Work request: In the entries below, filter for the word "rescan" and copy every matching line.

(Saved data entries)
impl Driver {
    pub fn new(
        mode: BuildMode,
        options: ResolvedOptions,
        generator: Arc<dyn Generator>,
        extractor: Arc<dyn Extractor>,
        sink: Sink,
        published: watch::Sender<Option<Arc<BuildArtifact>>>,
    ) -> Self {
        Self {
            mode,
            options: Arc::new(options),
            generator,
            extractor,
            sink,
            inputs: None,
            theme_revision: 0,
            resolved: None,
            candidates: CandidateSet::new(),
            entries: HashSet::new(),
            coordinator: RebuildCoordinator::new(),
            in_flight: None,
            waiting: Vec::new(),
            artifact: None,
            diagnostics: Vec::new(),
            published,
            watcher: None,
        }
    }

    pub fn with_watcher(mut self, watcher: FileWatcher) -> Self {
        self.watcher = Some(watcher);
        self
    }

    /// Runs until `shutdown` resolves, or until every command sender is
    /// dropped when there is no file event source.
    #[instrument(skip_all, fields(mode = %self.mode, input = %self.options.input.display()))]
    pub async fn run(
        mut self,
        mut commands: Option<mpsc::Receiver<Command>>,
        mut events: Option<mpsc::UnboundedReceiver<FileEvent>>,
        shutdown: impl Future<Output = ()>,
    ) {
        tokio::pin!(shutdown);

        let initial = self
            .coordinator
            .on_change(Change::Theme(self.options.input.clone()));
        self.step(initial);

        loop {
            tokio::select! {
                _ = &mut shutdown => {
                    info!("Session shutting down");
                    break;
                }

                command = recv(&mut commands), if commands.is_some() => match command {
                    Some(command) => self.handle_command(command),
                    None => {
                        commands = None;
                        if events.is_none() {
                            break;
                        }
                    }
                },

                event = recv_unbounded(&mut events), if events.is_some() => match event {
                    Some(event) => self.handle_event(event),
                    None => {
                        events = None;
                        if commands.is_none() {
                            break;
                        }
                    }
                },

                (kind, outcome) = join_in_flight(&mut self.in_flight), if self.in_flight.is_some() => {
                    self.in_flight = None;
                    self.handle_outcome(kind, outcome).await;
                }
            }
        }

        if let Some(in_flight) = self.in_flight.take() {
            in_flight.handle.abort();
        }
    }

    fn handle_command(&mut self, command: Command) {
        match command {
            Command::Stylesheet { entry, reply } => self.request_stylesheet(entry, reply),
            Command::Change(event) => self.handle_event(event),
            Command::Diagnostics { reply } => {
                let _ = reply.send(self.diagnostics.clone());
            }
            Command::Candidates { reply } => {
                let _ = reply.send(self.candidates.snapshot());
            }
        }
    }

    fn request_stylesheet(
        &mut self,
        entry: PathBuf,
        reply: Reply<Result<Arc<BuildArtifact>, WindsmithError>>,
    ) {
        let entry = normalize(&self.options.root.join(entry));

        if entry != self.options.input && self.entries.insert(entry.clone()) {
            debug!(entry = %entry.display(), "New dev entry");
            self.waiting.push(reply);
            let action = self.coordinator.on_change(Change::Source(entry));
            self.step(action);
            return;
        }

        if self.coordinator.is_idle() {
            let _ = reply.send(self.current_artifact());
        } else {
            self.waiting.push(reply);
        }
    }

    fn handle_event(&mut self, event: FileEvent) {
        let Some(change) = self.classify(&event.path) else {
            return;
        };
        debug!(?change, kind = ?event.kind, "Change");
        let action = self.coordinator.on_change(change);
        self.step(action);
    }

    fn classify(&self, path: &Path) -> Option<Change> {
        let path = normalize(path);

        if self.options.output.as_ref() == Some(&path) || path.is_dir() {
            return None;
        }
        let is_theme_file = self
            .inputs
            .as_ref()
            .map_or(path == self.options.input, |inputs| inputs.is_theme_file(&path));
        if is_theme_file {
            return Some(Change::Theme(path));
        }

        let inputs = self.inputs.as_ref()?;
        let is_source = match self.mode {
            BuildMode::Dev => {
                self.entries.contains(&path) || inputs.matcher.is_declared_source(&path)
            }
            BuildMode::Build | BuildMode::Watch => inputs.matcher.is_source(&path),
        };
        is_source.then_some(Change::Source(path))
    }

    /// Carries out coordinator actions until one needs to wait on a phase.
    fn step(&mut self, action: Action) {
        let mut next = Some(action);
        while let Some(action) = next.take() {
            next = match action {
                Action::Extract(work) => {
                    self.start_extraction(work);
                    None
                }
                Action::Generate => self.start_generation(),
                Action::Settle => {
                    self.settle();
                    None
                }
                Action::Wait => None,
            };
        }
    }

    fn start_extraction(&mut self, work: ExtractionWork) {
        let options = Arc::clone(&self.options);
        let extractor = Arc::clone(&self.extractor);
        let previous: Option<SourceRegistry> =
            self.inputs.as_ref().map(|inputs| inputs.registry.clone());
        let mode = self.mode;

        let handle = tokio::spawn(async move {
            let mut paths = work.paths;
            let mut reloaded = None;

            if work.reload_theme {
                let loaded = tokio::task::spawn_blocking(move || {
                    let inputs = SessionInputs::load(&options)?;
                    let rescan = if previous.as_ref() != Some(&inputs.registry) {
                        match mode {
                            BuildMode::Dev => inputs.matcher.scan_declared(),
                            BuildMode::Build | BuildMode::Watch => inputs.matcher.scan(),
                        }
                    } else {
                        Vec::new()
                    };
                    Ok::<_, WindsmithError>((inputs, rescan))
                })
                .await
                .unwrap_or_else(|err| Err(join_error(err)));

                reloaded = Some(match loaded {
                    Ok((inputs, rescan)) => {
                        paths.extend(rescan);
                        Ok(inputs)
                    }
                    Err(err) => Err(err),
                });
            }

            let extraction = extract_candidates(&paths, extractor).await;
            PhaseOutcome::Extracted {
                reloaded,
                extraction,
            }
        });

        self.in_flight = Some(InFlight {
            kind: PhaseKind::Extraction,
            handle,
        });
    }

    fn start_generation(&mut self) -> Option<Action> {
        let Some(inputs) = self.inputs.clone() else {
            self.report(WindsmithError::Generation {
                details: "theme inputs could not be loaded".to_string(),
            });
            return Some(self.coordinator.on_generated());
        };

        let snapshot = self.candidates.snapshot();
        let theme_revision = self.theme_revision;

        if let Some(artifact) = &self.artifact
            && artifact.is_current(theme_revision, snapshot.revision())
        {
            debug!("Artifact is current, reusing it");
            return Some(self.coordinator.on_generated());
        }

        let cached = self
            .resolved
            .as_ref()
            .filter(|(revision, _)| *revision == theme_revision)
            .map(|(_, theme)| Arc::clone(theme));
        let generator = Arc::clone(&self.generator);

        let handle = tokio::task::spawn_blocking(move || {
            if !inputs.stylesheet.is_root() {
                let artifact = render(
                    &inputs.stylesheet,
                    &ResolvedTheme::default(),
                    &snapshot,
                    generator.as_ref(),
                    theme_revision,
                );
                return PhaseOutcome::Generated {
                    theme_revision,
                    theme: cached,
                    artifact,
                };
            }

            let theme = match cached {
                Some(theme) => Ok(theme),
                None => inputs.resolve_theme().map(Arc::new),
            };
            match theme {
                Ok(theme) => PhaseOutcome::Generated {
                    theme_revision,
                    artifact: render(
                        &inputs.stylesheet,
                        &theme,
                        &snapshot,
                        generator.as_ref(),
                        theme_revision,
                    ),
                    theme: Some(theme),
                },
                Err(err) => PhaseOutcome::Generated {
                    theme_revision,
                    theme: None,
                    artifact: Err(err),
                },
            }
        });

        self.in_flight = Some(InFlight {
            kind: PhaseKind::Generation,
            handle,
        });
        None
    }

    async fn handle_outcome(&mut self, kind: PhaseKind, outcome: Result<PhaseOutcome, JoinError>) {
        let outcome = match outcome {
            Ok(outcome) => outcome,
            Err(err) => {
                self.report(join_error(err));
                let action = match kind {
                    PhaseKind::Extraction => self.coordinator.on_extracted(false),
                    PhaseKind::Generation => self.coordinator.on_generated(),
                };
                self.step(action);
                return;
            }
        };

        let action = match outcome {
            PhaseOutcome::Extracted {
                reloaded,
                extraction,
            } => {
                match reloaded {
                    Some(Ok(inputs)) => self.install_inputs(inputs),
                    Some(Err(err)) => self.report(err),
                    None => {}
                }
                for failure in extraction.failures {
                    self.report(failure);
                }

                let changed = self.candidates.merge(extraction.candidates);
                debug!(
                    changed,
                    candidates = self.candidates.len(),
                    "Merged candidates"
                );
                self.coordinator.on_extracted(changed)
            }
            PhaseOutcome::Generated {
                theme_revision,
                theme,
                artifact,
            } => {
                if let Some(theme) = theme {
                    self.resolved = Some((theme_revision, theme));
                }
                match artifact {
                    Ok(artifact) => self.install_artifact(artifact).await,
                    Err(err) => self.report(err),
                }
                self.coordinator.on_generated()
            }
        };

        self.step(action);
    }

    fn install_inputs(&mut self, inputs: SessionInputs) {
        self.theme_revision += 1;
        self.resolved = None;
        if !inputs.stylesheet.is_root() {
            info!("Input is not a compilation root, passing it through");
        }

        if let Some(watcher) = self.watcher.as_mut() {
            let errors = watcher.update(inputs.matcher.roots(), &inputs.theme_files);
            for err in errors {
                self.report(err);
            }
        }

        self.inputs = Some(Arc::new(inputs));
    }

    async fn install_artifact(&mut self, artifact: BuildArtifact) {
        let unchanged = self
            .artifact
            .as_ref()
            .is_some_and(|current| current.css() == artifact.css());
        let artifact = Arc::new(artifact);
        self.artifact = Some(Arc::clone(&artifact));

        if unchanged {
            debug!("Stylesheet text unchanged");
            return;
        }

        info!(
            bytes = artifact.css().len(),
            candidates = self.candidates.len(),
            "Stylesheet rebuilt"
        );

        match self.sink.clone() {
            Sink::File(path) => {
                if let Err(err) = write_output(&path, artifact.css()).await {
                    self.report(WindsmithError::Io(err));
                }
            }
            Sink::Stdout => println!("{}", artifact.css()),
            Sink::None => {}
        }

        self.published.send_replace(Some(artifact));
    }

    fn settle(&mut self) {
        debug!(cycles = self.coordinator.cycles(), "Cycle settled");
        for reply in std::mem::take(&mut self.waiting) {
            let _ = reply.send(self.current_artifact());
        }
    }

    fn current_artifact(&self) -> Result<Arc<BuildArtifact>, WindsmithError> {
        self.artifact.clone().ok_or_else(|| WindsmithError::Generation {
            details: match self.diagnostics.last() {
                Some(last) => format!("no stylesheet available: {}", last.message),
                None => "no stylesheet available".to_string(),
            },
        })
    }

    fn report(&mut self, err: WindsmithError) {
        let diagnostic = if err.is_fatal_for(self.mode) {
            Diagnostic::error(&err)
        } else {
            Diagnostic::warning(&err)
        };
        warn!(error = %err, "Diagnostic");

        if self.diagnostics.len() == MAX_DIAGNOSTICS {
            self.diagnostics.remove(0);
        }
        self.diagnostics.push(diagnostic);
    }
}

Answer:
                    let rescan = if previous.as_ref() != Some(&inputs.registry) {
                    Ok::<_, WindsmithError>((inputs, rescan))
                    Ok((inputs, rescan)) => {
                        paths.extend(rescan);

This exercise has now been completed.